• [Task requirements]: Go through the records, and copy each line in which the string "super" is present.

(Collected data)
------------------------------------------------

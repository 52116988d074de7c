//! Link entity.

use super::entity::{assign, decode, read_only, unknown_field, AnyEntity, ChangeSet, Entity, EntityId, EntityKind, NO_ID};
use crate::core::error::SyncResult;
use crate::storage::schema::{Column, ColumnType};
use serde_json::{json, Map, Value};

const COLUMNS: &[Column] = &[
    Column::new("upstream", ColumnType::Integer),
    Column::new("downstream", ColumnType::Integer),
    Column::new("useColor", ColumnType::Bool),
    Column::new("useSort", ColumnType::Bool),
    Column::new("createdBy", ColumnType::Integer),
];

/// Directed data-flow edge between two plots.
///
/// While a client is still dragging a link out, `createdBy` holds that
/// client's id, either endpoint may be [`NO_ID`] and `placement` carries the
/// in-flight pose. A link is finalized once `createdBy` is back to `NO_ID`.
#[derive(Debug, Clone)]
pub struct Link {
    id: EntityId,
    upstream: EntityId,
    downstream: EntityId,
    use_color: bool,
    use_sort: bool,
    created_by: EntityId,
    placement: Value,
    changes: ChangeSet,
}

impl Link {
    pub fn upstream(&self) -> EntityId {
        self.upstream
    }

    pub fn downstream(&self) -> EntityId {
        self.downstream
    }

    pub fn use_color(&self) -> bool {
        self.use_color
    }

    pub fn use_sort(&self) -> bool {
        self.use_sort
    }

    pub fn created_by(&self) -> EntityId {
        self.created_by
    }

    /// Whether no client is still creating the link.
    pub fn is_finalized(&self) -> bool {
        self.created_by == NO_ID
    }

    /// Whether the link touches the given plot.
    pub fn touches(&self, plot: EntityId) -> bool {
        self.upstream == plot || self.downstream == plot
    }

    pub fn set_upstream(&mut self, id: EntityId) -> bool {
        assign(&mut self.upstream, id, "upstream", &mut self.changes)
    }

    pub fn set_downstream(&mut self, id: EntityId) -> bool {
        assign(&mut self.downstream, id, "downstream", &mut self.changes)
    }

    pub fn set_use_color(&mut self, value: bool) -> bool {
        assign(&mut self.use_color, value, "useColor", &mut self.changes)
    }

    pub fn set_use_sort(&mut self, value: bool) -> bool {
        assign(&mut self.use_sort, value, "useSort", &mut self.changes)
    }

    pub fn set_created_by(&mut self, client: EntityId) -> bool {
        assign(&mut self.created_by, client, "createdBy", &mut self.changes)
    }

    pub fn set_placement(&mut self, placement: Value) -> bool {
        assign(&mut self.placement, placement, "placement", &mut self.changes)
    }
}

impl Entity for Link {
    const KIND: EntityKind = EntityKind::Link;
    const TABLE: &'static str = "links";

    fn columns() -> &'static [Column] {
        COLUMNS
    }

    fn new_with_id(id: EntityId) -> Self {
        Self {
            id,
            upstream: NO_ID,
            downstream: NO_ID,
            use_color: false,
            use_sort: false,
            created_by: NO_ID,
            placement: Value::Null,
            changes: ChangeSet::default(),
        }
    }

    fn id(&self) -> EntityId {
        self.id
    }

    fn to_fields(&self) -> Map<String, Value> {
        let fields = json!({
            "id": self.id,
            "upstream": self.upstream,
            "downstream": self.downstream,
            "useColor": self.use_color,
            "useSort": self.use_sort,
            "createdBy": self.created_by,
            "placement": self.placement,
        });
        match fields {
            Value::Object(map) => map,
            _ => Map::new(),
        }
    }

    fn set_field(&mut self, name: &str, value: &Value) -> SyncResult<bool> {
        let kind = Self::KIND;
        Ok(match name {
            "upstream" => self.set_upstream(decode(kind, name, value)?),
            "downstream" => self.set_downstream(decode(kind, name, value)?),
            "useColor" => self.set_use_color(decode(kind, name, value)?),
            "useSort" => self.set_use_sort(decode(kind, name, value)?),
            "createdBy" => self.set_created_by(decode(kind, name, value)?),
            "placement" => self.set_placement(value.clone()),
            "id" => return Err(read_only(kind, name)),
            _ => return Err(unknown_field(kind, name)),
        })
    }

    fn take_changes(&mut self) -> Vec<&'static str> {
        self.changes.take()
    }

    fn wrap(self) -> AnyEntity {
        AnyEntity::Link(self)
    }
}
//! Networking layer.
//!
//! - [`tcp`] - TCP listener abstraction shared by the protocol gateways

pub mod tcp;
//! Init command implementation.

use crate::core::config::Config;
use anyhow::{Context, Result};
use clap::Args;
use std::path::Path;

/// Write a default configuration file.
#[derive(Args, Debug)]
pub struct InitArgs {
    /// Overwrite an existing file.
    #[arg(long)]
    pub force: bool,
}

/// Run the init command.
pub fn run_init(args: InitArgs, config_path: &Path) -> Result<()> {
    if config_path.exists() && !args.force {
        anyhow::bail!(
            "{} already exists (use --force to overwrite)",
            config_path.display()
        );
    }
    if let Some(parent) = config_path.parent().filter(|p| !p.as_os_str().is_empty()) {
        std::fs::create_dir_all(parent)
            .with_context(|| format!("failed to create {}", parent.display()))?;
    }
    let content = Config::default().to_toml()?;
    std::fs::write(config_path, content)
        .with_context(|| format!("failed to write {}", config_path.display()))?;
    println!("Wrote default configuration to {}", config_path.display());
    Ok(())
}

#[cfg(test)]
mod tests {
    use super::*;

    #[test]
    fn test_init_writes_loadable_config() {
        let dir = tempfile::tempdir().unwrap();
        let path = dir.path().join("conf/plotsync.toml");

        run_init(InitArgs { force: false }, &path).unwrap();
        let config = Config::from_file(&path).unwrap();
        assert_eq!(config.dataflow.fast_window_ms, 500);

        assert!(run_init(InitArgs { force: false }, &path).is_err());
        run_init(InitArgs { force: true }, &path).unwrap();
    }
}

------------------------------------------------

• [Task solution]:
use super::entity::{assign, decode, read_only, unknown_field, AnyEntity, ChangeSet, Entity, EntityId, EntityKind, NO_ID};
    use super::*;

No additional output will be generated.